Unholstered: Even off duty, police have wide discretion to shoot

Jimmy Cox was eating dinner with his wife at a Mexican restaurant in Midland when he heard gunshots coming from the kitchen.

As other diners ran for the door and huddled under tables, Cox stood and aimed his gun. The Midland police detective, off duty and wearing a pink shirt and khaki pants, shot at Nyocomus Garnett five times, killing him. Garnett had been trying to rob the place, asking employees in the kitchen for the safe and shooting into the ceiling.

“It’s something I never wanted to do,” Cox said of the 2014 shooting in a recent interview. “I hope I never have to do it again in my career, but I damn sure will because I’m going to go home at the end of the night.”
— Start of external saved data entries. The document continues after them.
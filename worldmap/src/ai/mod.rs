pub mod backend;
pub mod coherence;
pub mod convo;
pub mod generator;
pub mod logic;
pub mod prompts;

#[cfg(test)]
pub mod testing;

pub use backend::{BackendFailure, TextGenerator};
pub use logic::{AiLogic, MapDeltaOutcome, TurnWarning, MAX_RETRIES};
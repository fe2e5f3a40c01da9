use super::tables::map_tables;
use crate::ai::convo::{AiCreativity, AiPrompt};
use crate::models::coherence::Rejection;
use crate::models::delta::MapDeltaSeed;
use crate::models::map::{EdgeCategory, EdgeStatus, MapGraph, NodeCategory, NodeStatus};
use crate::models::ROOT_NODE_ID;
use strum::VariantNames;

const MAP_DELTA_TOKENS: u64 = 1024;

const MAP_INSTRUCTIONS: &'static str = r#"
The world map is a hierarchy of places ("nodes") connected by routes ("edges").
 - Every place has a parent. Top-level places use `{ROOT}` as their parent.
 - `{ROOT}` itself is not a place. Never add, update, remove or connect it.
 - A place of category `feature` can never contain another `feature`.
 - Refer to existing places and routes by the ids in the tables below. New places may be referred to by name.
 - Only propose changes that the narrative actually implies. An empty list is a valid answer.

Your response must be a single JSON object with these fields:
 - `observations`: what in the narrative changes the map.
 - `rationale`: why the changes below follow from it.
 - `nodesToAdd`: new places. Each needs `name`, `description`, `category`, `status` and `parentId`. Optional: `aliases`, and `splitFrom` if the place was carved out of an existing one.
 - `nodesToUpdate`: changes to existing places. Each needs `id` plus the fields that change (`newName`, `description`, `category`, `status`, `parentId`).
 - `nodesToRemove`: ids of places that no longer exist.
 - `edgesToAdd`: new routes. Each needs `sourcePlaceId`, `targetPlaceId`, `category`, `status` and `description`. Optional: `travelTime`.
 - `edgesToUpdate`: changes to existing routes, by `id` or by `sourcePlaceId` and `targetPlaceId`.
 - `edgesToRemove`: ids of routes that no longer exist.
 - `suggestedCurrentLocation`: id or name of the place the player is now in, or null.

Place categories: {NODE_CATEGORIES}
Place statuses: {NODE_STATUSES}
Route categories: {EDGE_CATEGORIES}
Route statuses: {EDGE_STATUSES}
"#;

const INTRO_PROMPT: &'static str = r#"
[INST]
You are maintaining the world map of a text-based adventure game. After each turn of the story, you must work out how the map changes.
{MAP_INSTRUCTIONS}

Current map:
{MAP_TABLES}

Narrative for this turn:
{NARRATIVE}
{CORRECTIONS}
[/INST]
"#;

const CONTINUATION_PROMPT: &'static str = r#"
[INST]
Your previous response could not be used. Fix these problems and respond again with the complete JSON object:
{ERRORS}
[/INST]
"#;

const CORRECTIVE_PROMPT: &'static str = r#"
[INST]
The text below was supposed to be a JSON description of world map changes, but it has problems.
{MAP_INSTRUCTIONS}

Problems:
{ERRORS}

Text to repair:
{MALFORMED}

Respond only with the corrected JSON object. Keep every change that was valid.
[/INST]
"#;

fn map_instructions() -> String {
    MAP_INSTRUCTIONS
        .replace("{ROOT}", ROOT_NODE_ID)
        .replacen("{NODE_CATEGORIES}", &NodeCategory::VARIANTS.join(", "), 1)
        .replacen("{NODE_STATUSES}", &NodeStatus::VARIANTS.join(", "), 1)
        .replacen("{EDGE_CATEGORIES}", &EdgeCategory::VARIANTS.join(", "), 1)
        .replacen("{EDGE_STATUSES}", &EdgeStatus::VARIANTS.join(", "), 1)
}

fn delta_prompt(prompt: &str, use_grammar: bool) -> AiPrompt {
    let prompt = AiPrompt::new_with_grammar(prompt, MapDeltaSeed::to_grammar()).with_size(MAP_DELTA_TOKENS);
    match use_grammar {
        true => prompt,
        false => prompt.without_grammar(),
    }
}

/// First prompt of a turn. If an earlier attempt this turn was
/// rejected but never made it into the conversation (the backend
/// failed outright), its problems ride along here.
pub fn intro_prompt(
    graph: &MapGraph,
    narrative: &str,
    previous: Option<&Rejection>,
    use_grammar: bool,
) -> AiPrompt {
    let corrections = match previous {
        Some(rejection) => format!(
            "\nA previous answer for this turn had these problems. Avoid them:\n{}\n",
            rejection.summary()
        ),
        None => String::new(),
    };

    let prompt = INTRO_PROMPT
        .replacen("{MAP_INSTRUCTIONS}", &map_instructions(), 1)
        .replacen("{MAP_TABLES}", &map_tables(graph), 1)
        .replacen("{NARRATIVE}", narrative.trim(), 1)
        .replacen("{CORRECTIONS}", &corrections, 1);

    delta_prompt(&prompt, use_grammar)
}

pub fn continuation_prompt(rejection: &Rejection, use_grammar: bool) -> AiPrompt {
    let prompt = CONTINUATION_PROMPT.replacen("{ERRORS}", &rejection.summary(), 1);
    delta_prompt(&prompt, use_grammar)
}

/// One-shot repair request for the secondary backend.
pub fn corrective_prompt(malformed: &str, rejection: &Rejection, use_grammar: bool) -> AiPrompt {
    let prompt = CORRECTIVE_PROMPT
        .replacen("{MAP_INSTRUCTIONS}", &map_instructions(), 1)
        .replacen("{ERRORS}", &rejection.summary(), 1)
        .replacen("{MALFORMED}", malformed.trim(), 1);

    let mut prompt = delta_prompt(&format!("<s>{}", prompt), use_grammar);
    prompt.creativity = AiCreativity::Predictable;
    prompt
}

#[cfg(test)]
mod tests {
    use super::*;
    use crate::models::coherence::ValidationError;

    #[test]
    fn intro_lists_vocabularies_and_root_rule() {
        let prompt = intro_prompt(&MapGraph::new(), "You walk into a mill.", None, true);

        assert!(prompt.prompt.contains("quest_target"));
        assert!(prompt.prompt.contains("boarding_hook"));
        assert!(prompt.prompt.contains("`root` itself is not a place"));
        assert!(prompt.prompt.contains("You walk into a mill."));
        assert!(prompt.grammar.is_some());
    }

    #[test]
    fn continuation_carries_error_summary() {
        let rejection = Rejection::Invalid(vec![ValidationError::value(
            "nodesToAdd[0].category",
            "castle-ish",
            NodeCategory::VARIANTS,
        )]);

        let prompt = continuation_prompt(&rejection, false);
        assert!(prompt.prompt.contains("nodesToAdd[0].category"));
        assert!(prompt.prompt.contains("castle-ish"));
        assert!(prompt.grammar.is_none());
    }
}
#[cfg(test)]
mod tests {
    use super::*;
    use crate::delta::process_response;
    use crate::models::delta::{EdgeRemove, NodeRemove};
    use crate::models::map::{EdgeCategory, EdgeStatus, NodeCategory, NodeStatus};

    fn node_add(name: &str, category: NodeCategory, parent: &str) -> NodeAdd {
        NodeAdd {
            name: name.to_string(),
            description: String::new(),
            category,
            status: NodeStatus::Discovered,
            parent: parent.to_string(),
            aliases: vec![],
            split_from: None,
        }
    }

    fn edge_add(source: &str, target: &str, category: EdgeCategory) -> EdgeAdd {
        EdgeAdd {
            source: source.to_string(),
            target: target.to_string(),
            category,
            status: EdgeStatus::Open,
            description: String::new(),
            travel_time: None,
        }
    }

    fn id_of(graph: &MapGraph, name: &str) -> Key {
        graph
            .resolve_node(name)
            .map(|n| n.id.clone())
            .unwrap_or_else(|| panic!("no node named {}", name))
    }

    fn village() -> MapGraph {
        let mut graph = MapGraph::new();
        let delta = Delta {
            nodes_to_add: vec![
                node_add("Vale", NodeCategory::Region, "root"),
                node_add("Town", NodeCategory::Settlement, "Vale"),
                node_add("Farm", NodeCategory::Exterior, "Vale"),
            ],
            edges_to_add: vec![edge_add("Town", "Farm", EdgeCategory::Road)],
            ..Default::default()
        };
        apply_delta(&mut graph, &delta);
        graph
    }

    #[test]
    fn old_mill_gets_a_minted_id() {
        let text = r#"{"nodesToAdd": [{"name": "Old Mill", "category": "building",
            "parentId": "root", "status": "found"}]}"#;
        let delta = process_response(text).expect("should be accepted");

        let mut graph = MapGraph::new();
        let result = apply_delta(&mut graph, &delta);

        assert_eq!(result.new_nodes.len(), 1);
        let mill = &result.new_nodes[0];
        assert!(mill.id.starts_with("node_"));
        assert_eq!(mill.category, NodeCategory::Exterior);
        assert_eq!(mill.status, NodeStatus::Discovered);
        assert!(mill.is_top_level());
        assert_eq!(result.patch.added_nodes, vec![mill.id.clone()]);
        assert_eq!(graph.node(&mill.id), Some(mill));
    }

    #[test]
    fn children_may_precede_parents() {
        let mut graph = MapGraph::new();
        let delta = Delta {
            nodes_to_add: vec![
                node_add("Well", NodeCategory::Feature, "Town"),
                node_add("Town", NodeCategory::Settlement, "root"),
                node_add("Shed", NodeCategory::Exterior, "Nowhere"),
            ],
            ..Default::default()
        };

        let result = apply_delta(&mut graph, &delta);
        assert_eq!(result.new_nodes.len(), 2);
        assert_eq!(result.skipped.len(), 1);

        let town = id_of(&graph, "Town");
        assert_eq!(graph.resolve_node("Well").map(|n| n.parent_id.clone()), Some(town.clone()));
        assert_eq!(graph.node(&town).map(|n| n.is_leaf), Some(false));
    }

    #[test]
    fn reversed_edges_collapse_into_one() {
        let mut graph = village();
        let delta = Delta {
            edges_to_add: vec![
                edge_add("Farm", "Town", EdgeCategory::Road),
                edge_add("Town", "Farm", EdgeCategory::Path),
            ],
            ..Default::default()
        };

        let result = apply_delta(&mut graph, &delta);
        assert_eq!(result.patch.added_edges.len(), 1);
        assert_eq!(result.patch.updated_edges.len(), 1);
        assert_eq!(graph.edges().len(), 2);
    }

    #[test]
    fn recategorizing_onto_an_existing_edge_is_skipped() {
        let mut graph = village();
        apply_delta(&mut graph, &Delta {
            edges_to_add: vec![edge_add("Town", "Farm", EdgeCategory::Path)],
            ..Default::default()
        });
        let path = graph
            .edges()
            .iter()
            .find(|e| e.category == EdgeCategory::Path)
            .map(|e| e.id.clone())
            .unwrap_or_default();

        let result = apply_delta(&mut graph, &Delta {
            edges_to_update: vec![EdgeUpdate {
                edge: EdgeRef::Id(path.clone()),
                category: Some(EdgeCategory::Road),
                status: Some(StatusChange::Set(EdgeStatus::Blocked)),
                description: None,
                travel_time: None,
            }],
            ..Default::default()
        });

        let roads = graph.edges().iter().filter(|e| e.category == EdgeCategory::Road).count();
        assert_eq!(roads, 1);
        assert_eq!(graph.edges().len(), 2);
        assert_eq!(result.skipped.len(), 1);
        assert_eq!(graph.edge(&path).map(|e| (e.category, e.status)), Some((EdgeCategory::Path, EdgeStatus::Blocked)));
    }

    #[test]
    fn names_prefer_nodes_added_in_the_same_commit() {
        let mut graph = village();
        apply_delta(&mut graph, &Delta {
            nodes_to_add: vec![
                node_add("Barn", NodeCategory::Exterior, "Town"),
                node_add("Cart", NodeCategory::Feature, "Town"),
            ],
            ..Default::default()
        });
        let old_barn = id_of(&graph, "Barn");
        let cart = id_of(&graph, "Cart");

        let result = apply_delta(&mut graph, &Delta {
            nodes_to_add: vec![
                node_add("Barn", NodeCategory::Exterior, "Farm"),
                node_add("Hay", NodeCategory::Feature, "barn"),
            ],
            nodes_to_update: vec![NodeUpdate::reparent(&cart, "Barn")],
            ..Default::default()
        });

        let new_barn = result.new_nodes.iter().find(|n| n.name == "Barn").map(|n| n.id.clone());
        assert!(new_barn.is_some());
        assert_ne!(new_barn.as_ref(), Some(&old_barn));

        let parent_of = |name: &str| graph.nodes().iter().find(|n| n.name == name).map(|n| n.parent_id.clone());
        assert_eq!(parent_of("Hay"), new_barn);
        assert_eq!(parent_of("Cart"), new_barn);
        assert!(graph.children_of(&old_barn).next().is_none());
    }

    #[test]
    fn removal_cascades_to_edges_and_children() {
        let mut graph = village();
        let town = id_of(&graph, "Town");
        let vale = id_of(&graph, "Vale");
        apply_delta(&mut graph, &Delta {
            nodes_to_add: vec![node_add("Inn", NodeCategory::Exterior, "Town")],
            suggested_current_location: Some("Town".to_string()),
            ..Default::default()
        });

        let result = apply_delta(&mut graph, &Delta {
            nodes_to_remove: vec![NodeRemove {
                target: "town".to_string(),
            }],
            ..Default::default()
        });

        assert!(graph.node(&town).is_none());
        assert!(graph.edges().is_empty());
        assert_eq!(result.patch.removed_edges.len(), 1);
        assert_eq!(graph.resolve_node("Inn").map(|n| n.parent_id.clone()), Some(vale.clone()));
        assert_eq!(graph.current_location().map(|n| n.id.clone()), Some(vale));
    }

    #[test]
    fn rename_keeps_old_name_as_alias() {
        let mut graph = village();
        apply_delta(&mut graph, &Delta {
            nodes_to_update: vec![NodeUpdate {
                target: "Town".to_string(),
                new_name: Some("Millbrook".to_string()),
                ..Default::default()
            }],
            ..Default::default()
        });

        let town = graph.resolve_node("town").expect("old name still resolves");
        assert_eq!(town.name, "Millbrook");
    }

    #[test]
    fn cyclic_reparent_is_skipped() {
        let mut graph = village();
        let vale = id_of(&graph, "Vale");
        let result = apply_delta(&mut graph, &Delta {
            nodes_to_update: vec![NodeUpdate::reparent("Vale", "Town")],
            ..Default::default()
        });

        assert_eq!(result.skipped.len(), 1);
        assert_eq!(graph.node(&vale).map(|n| n.parent_id.as_str()), Some(ROOT_NODE_ID));
    }

    #[test]
    fn edges_addressed_by_endpoints() {
        let mut graph = village();
        apply_delta(&mut graph, &Delta {
            edges_to_update: vec![EdgeUpdate {
                edge: EdgeRef::Endpoints {
                    source: "Farm".to_string(),
                    target: "Town".to_string(),
                    category: None,
                },
                category: None,
                status: Some(StatusChange::Set(EdgeStatus::Blocked)),
                description: None,
                travel_time: None,
            }],
            ..Default::default()
        });
        assert_eq!(graph.edges()[0].status, EdgeStatus::Blocked);

        let result = apply_delta(&mut graph, &Delta {
            edges_to_remove: vec![EdgeRemove {
                edge: EdgeRef::Endpoints {
                    source: "Town".to_string(),
                    target: "Farm".to_string(),
                    category: Some(EdgeCategory::Path),
                },
            }],
            ..Default::default()
        });
        assert_eq!(result.skipped.len(), 1);
        assert_eq!(graph.edges().len(), 1);
    }

    #[test]
    fn preview_leaves_graph_alone() {
        let graph = village();
        let before = graph.clone();

        let (preview, result) = preview(&graph, &Delta {
            nodes_to_add: vec![node_add("Mill", NodeCategory::Exterior, "Vale")],
            ..Default::default()
        });

        assert_eq!(graph, before);
        assert_eq!(preview.nodes().len(), before.nodes().len() + 1);
        assert_eq!(result.new_nodes.len(), 1);
    }
}
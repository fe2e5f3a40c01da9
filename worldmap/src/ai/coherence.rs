use std::collections::{HashMap, HashSet};
use std::rc::Rc;

use tracing::{debug, info, warn};

use crate::commit;
use crate::models::coherence::{CoherenceFailure, HierarchyFix, OrphanDestination};
use crate::models::delta::{Delta, NodeUpdate};
use crate::models::map::{MapGraph, MapNode, NodeCategory};
use crate::models::{Key, ROOT_NODE_ID};

use super::generator::AiGenerator;

/// How many times the hierarchy is re-checked after fixing it. Each
/// fix can push a feature one level up, into another violation.
pub const MAX_HIERARCHY_PASSES: usize = 8;

fn is_feature(node: &MapNode) -> bool {
    node.category == NodeCategory::Feature
}

/// How the delta should refer to a node seen in a preview: new nodes
/// only exist in the delta by name, existing ones have stable ids.
fn soft_ref(node_id: &str, preview: &MapGraph, added: &[Key]) -> String {
    if node_id == ROOT_NODE_ID {
        return ROOT_NODE_ID.to_string();
    }

    match (preview.node(node_id), added.iter().any(|id| id == node_id)) {
        (Some(node), true) => node.name.clone(),
        _ => node_id.to_string(),
    }
}

fn unique_fallback_name(name: &str, taken: &[String]) -> String {
    (2..)
        .map(|n| format!("{} ({})", name, n))
        .find(|candidate| !taken.iter().any(|t| t.eq_ignore_ascii_case(candidate)))
        .unwrap_or_else(|| name.to_string())
}

fn find_duplicate_names(delta: &Delta) -> Vec<CoherenceFailure> {
    let mut groups: Vec<(String, Vec<usize>)> = vec![];

    for (index, add) in delta.nodes_to_add.iter().enumerate() {
        let key = add.name.to_lowercase();
        match groups.iter_mut().find(|(name, _)| *name == key) {
            Some((_, indexes)) => indexes.push(index),
            None => groups.push((key, vec![index])),
        }
    }

    groups
        .into_iter()
        .filter(|(_, indexes)| indexes.len() > 1)
        .map(|(_, indexes)| CoherenceFailure::DuplicateName {
            name: delta.nodes_to_add[indexes[0]].name.clone(),
            duplicates: indexes[1..].to_vec(),
        })
        .collect()
}

fn find_orphans(graph: &MapGraph, delta: &Delta) -> Vec<CoherenceFailure> {
    let reparented = delta.nodes_to_update.iter().filter(|u| u.parent.is_some()).map(|u| &u.target);
    let removed = delta.nodes_to_remove.iter().map(|r| &r.target);

    let already_moved: HashSet<Key> = reparented
        .chain(removed)
        .filter_map(|reference| graph.resolve_node(reference).map(|n| n.id.clone()))
        .collect();

    delta
        .nodes_to_add
        .iter()
        .filter_map(|add| {
            let original = graph.resolve_node(add.split_from.as_deref()?)?;
            let children: Vec<Key> = graph
                .children_of(&original.id)
                .filter(|child| !already_moved.contains(&child.id))
                .map(|child| child.id.clone())
                .collect();

            match children.is_empty() {
                true => None,
                false => Some(CoherenceFailure::OrphanedChildren {
                    original: original.id.clone(),
                    new_name: add.name.clone(),
                    children,
                }),
            }
        })
        .collect()
}

/// Feature-inside-feature relations in the preview that involve a
/// node the delta touched. Violations already present in the map
/// before this turn are not ours to fix.
fn find_feature_violations(preview: &MapGraph, touched: &HashSet<Key>) -> Vec<CoherenceFailure> {
    preview
        .nodes()
        .iter()
        .filter(|child| is_feature(child))
        .filter_map(|child| {
            let parent = preview.parent_of(child).filter(|p| is_feature(p))?;
            let involved = touched.contains(&child.id) || touched.contains(&parent.id);

            involved.then(|| CoherenceFailure::FeatureParentsFeature {
                child: child.id.clone(),
                parent: parent.id.clone(),
            })
        })
        .collect()
}

/// True if this delta is what makes the parent a feature: it is being
/// added, or an update turns it into one.
fn parent_is_mutable(preview: &MapGraph, delta: &Delta, added: &[Key], parent: &MapNode) -> bool {
    added.contains(&parent.id)
        || delta.nodes_to_update.iter().any(|update| {
            update.category == Some(NodeCategory::Feature)
                && preview.resolve_node(&update.target).map(|n| n.id == parent.id).unwrap_or(false)
        })
}

/// The deterministic answer, or None when the choice is a toss-up and
/// worth asking about.
fn default_fix(preview: &MapGraph, delta: &Delta, added: &[Key], parent: &MapNode) -> Option<HierarchyFix> {
    if !parent_is_mutable(preview, delta, added, parent) {
        // Established places keep their category.
        return Some(HierarchyFix::MakeSibling);
    }

    let feature_children = preview.children_of(&parent.id).filter(|c| is_feature(c)).count();
    match feature_children {
        0 | 1 => None,
        _ => Some(HierarchyFix::PromoteParent),
    }
}

fn promoted_category(preview: &MapGraph, parent: &MapNode) -> NodeCategory {
    match preview.parent_of(parent).map(|g| g.category) {
        Some(NodeCategory::Interior) | Some(NodeCategory::Room) => NodeCategory::Room,
        _ => NodeCategory::Exterior,
    }
}

fn promote_parent(delta: &mut Delta, preview: &MapGraph, added: &[Key], parent: &MapNode) {
    let category = promoted_category(preview, parent);

    if added.contains(&parent.id) {
        for add in delta.nodes_to_add.iter_mut().filter(|a| a.name.eq_ignore_ascii_case(&parent.name)) {
            add.category = category;
        }
        return;
    }

    for update in delta.nodes_to_update.iter_mut() {
        let targets_parent = preview
            .resolve_node(&update.target)
            .map(|n| n.id == parent.id)
            .unwrap_or(false);

        if targets_parent && update.category == Some(NodeCategory::Feature) {
            update.category = Some(category);
        }
    }
}

fn make_sibling(delta: &mut Delta, preview: &MapGraph, added: &[Key], child: &MapNode, parent: &MapNode) {
    let grandparent = soft_ref(&parent.parent_id, preview, added);

    if added.contains(&child.id) {
        for add in delta.nodes_to_add.iter_mut().filter(|a| a.name.eq_ignore_ascii_case(&child.name)) {
            add.parent = grandparent.clone();
        }
        return;
    }

    // Later updates win at commit, so this overrides any reparent the
    // delta already had for the child.
    delta.nodes_to_update.push(NodeUpdate::reparent(&child.id, &grandparent));
}

/// Remove every operation that shapes either node of a violation we
/// could not fix, including the removal that pushed an existing child
/// up under its new parent.
fn drop_offending(delta: &mut Delta, graph: &MapGraph, preview: &MapGraph, child: &MapNode, parent: &MapNode) -> usize {
    let before = delta.op_count();
    let previous_parent = graph.node(&child.id).map(|n| n.parent_id.clone());

    let involved = |reference: &str| {
        preview
            .resolve_node(reference)
            .map(|n| n.id == child.id || n.id == parent.id)
            .unwrap_or(false)
    };

    delta
        .nodes_to_add
        .retain(|a| !a.name.eq_ignore_ascii_case(&child.name) && !a.name.eq_ignore_ascii_case(&parent.name));
    delta.nodes_to_update.retain(|u| !involved(&u.target));
    delta.nodes_to_remove.retain(|r| {
        let target = graph.resolve_node(&r.target).map(|n| n.id.clone());
        target.is_none() || target != previous_parent
    });

    before - delta.op_count()
}

/// The Consistency Resolver. Works on a delta that already passed
/// validation, against a read-only view of the map, and fixes what
/// would break the map's invariants once committed.
pub struct AiCoherence {
    generator: Rc<AiGenerator>,
}

impl AiCoherence {
    pub fn new(generator: Rc<AiGenerator>) -> AiCoherence {
        AiCoherence { generator }
    }

    /// Resolve name collisions, split orphans and hierarchy violations,
    /// in that order. Never fails: secondary-model trouble falls back
    /// to deterministic defaults.
    pub async fn make_delta_coherent(&self, graph: &MapGraph, mut delta: Delta) -> (Delta, Vec<CoherenceFailure>) {
        let mut failures = vec![];

        self.resolve_duplicate_names(&mut delta, &mut failures).await;
        self.resolve_orphans(graph, &mut delta, &mut failures).await;
        self.resolve_hierarchy(graph, &mut delta, &mut failures).await;

        if !failures.is_empty() {
            info!(count = failures.len(), "resolved coherence failures");
        }

        (delta, failures)
    }

    async fn resolve_duplicate_names(&self, delta: &mut Delta, failures: &mut Vec<CoherenceFailure>) {
        for failure in find_duplicate_names(delta) {
            if let CoherenceFailure::DuplicateName { name, duplicates } = &failure {
                for &index in duplicates {
                    let taken: Vec<String> = delta.nodes_to_add.iter().map(|a| a.name.clone()).collect();
                    let description = delta.nodes_to_add[index].description.clone();

                    let new_name = match self.generator.rename_duplicate(name, &description, &taken).await {
                        Ok(new_name) => new_name,
                        Err(err) => {
                            warn!(error = %err, name = %name, "could not get a distinct name, numbering instead");
                            unique_fallback_name(name, &taken)
                        }
                    };

                    debug!(from = %name, to = %new_name, "renamed duplicate node");
                    delta.nodes_to_add[index].name = new_name;
                }
            }

            failures.push(failure);
        }
    }

    async fn resolve_orphans(&self, graph: &MapGraph, delta: &mut Delta, failures: &mut Vec<CoherenceFailure>) {
        for failure in find_orphans(graph, delta) {
            if let CoherenceFailure::OrphanedChildren {
                original,
                new_name,
                children,
            } = &failure
            {
                let original_node = match graph.node(original) {
                    Some(node) => node,
                    None => continue,
                };

                let child_nodes: Vec<&MapNode> = children.iter().filter_map(|id| graph.node(id)).collect();

                let classified: HashMap<Key, OrphanDestination> = match self
                    .generator
                    .classify_orphans(original_node, new_name, &child_nodes)
                    .await
                {
                    Ok(classified) => classified.into_iter().collect(),
                    Err(err) => {
                        warn!(error = %err, "orphan classification failed, children stay put");
                        HashMap::new()
                    }
                };

                for child in children {
                    let destination = classified.get(child).copied().unwrap_or(OrphanDestination::Original);
                    if destination == OrphanDestination::New {
                        delta.nodes_to_update.push(NodeUpdate::reparent(child, new_name));
                    }
                }
            }

            failures.push(failure);
        }
    }

    async fn choose_fix(&self, preview: &MapGraph, delta: &Delta, added: &[Key], child: &MapNode, parent: &MapNode) -> HierarchyFix {
        if let Some(fix) = default_fix(preview, delta, added, parent) {
            return fix;
        }

        match self.generator.choose_hierarchy_fix(child, parent).await {
            Ok(fix) => fix,
            Err(err) => {
                warn!(error = %err, "hierarchy fix not chosen, moving child out");
                HierarchyFix::MakeSibling
            }
        }
    }

    async fn resolve_hierarchy(&self, graph: &MapGraph, delta: &mut Delta, failures: &mut Vec<CoherenceFailure>) {
        for _ in 0..MAX_HIERARCHY_PASSES {
            let (preview, result) = commit::preview(graph, delta);
            let added = result.patch.added_nodes.clone();
            let touched: HashSet<Key> = added.iter().chain(result.patch.updated_nodes.iter()).cloned().collect();

            let violations = find_feature_violations(&preview, &touched);
            if violations.is_empty() {
                return;
            }

            for violation in violations {
                if let CoherenceFailure::FeatureParentsFeature { child, parent } = &violation {
                    let (child, parent) = match (preview.node(child), preview.node(parent)) {
                        (Some(child), Some(parent)) => (child, parent),
                        _ => continue,
                    };

                    let fix = self.choose_fix(&preview, delta, &added, child, parent).await;
                    debug!(child = %child.name, parent = %parent.name, fix = %fix, "fixing feature inside feature");

                    match fix {
                        HierarchyFix::PromoteParent => promote_parent(delta, &preview, &added, parent),
                        HierarchyFix::MakeSibling => make_sibling(delta, &preview, &added, child, parent),
                    }
                }

                failures.push(violation);
            }
        }

        // Out of passes: strip whatever still breaks the hierarchy.
        loop {
            let (preview, result) = commit::preview(graph, delta);
            let touched: HashSet<Key> = result
                .patch
                .added_nodes
                .iter()
                .chain(result.patch.updated_nodes.iter())
                .cloned()
                .collect();

            let mut dropped = 0;
            for violation in find_feature_violations(&preview, &touched) {
                if let CoherenceFailure::FeatureParentsFeature { child, parent } = &violation {
                    if let (Some(child), Some(parent)) = (preview.node(child), preview.node(parent)) {
                        warn!(child = %child.name, parent = %parent.name, "unresolved hierarchy violation, dropping operations");
                        dropped += drop_offending(delta, graph, &preview, child, parent);
                    }
                }
            }

            if dropped == 0 {
                return;
            }
        }
    }
}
Police shootings that make national headlines typically involve on-duty, uniformed officers firing their guns during traffic stops, mental health calls, petty crimes or SWAT situations. It’s less common to hear of an officer eating with his family and switching to the role of law enforcer in an instant.

But in at least 66 cases — about 10 percent of police shootings in Texas’ largest cities between 2010 and 2015 — the officer pulling the trigger was off duty, according to an analysis of police data obtained by The Texas Tribune. Nineteen people were killed, and at least 22 others were injured after being shot by off-duty officers.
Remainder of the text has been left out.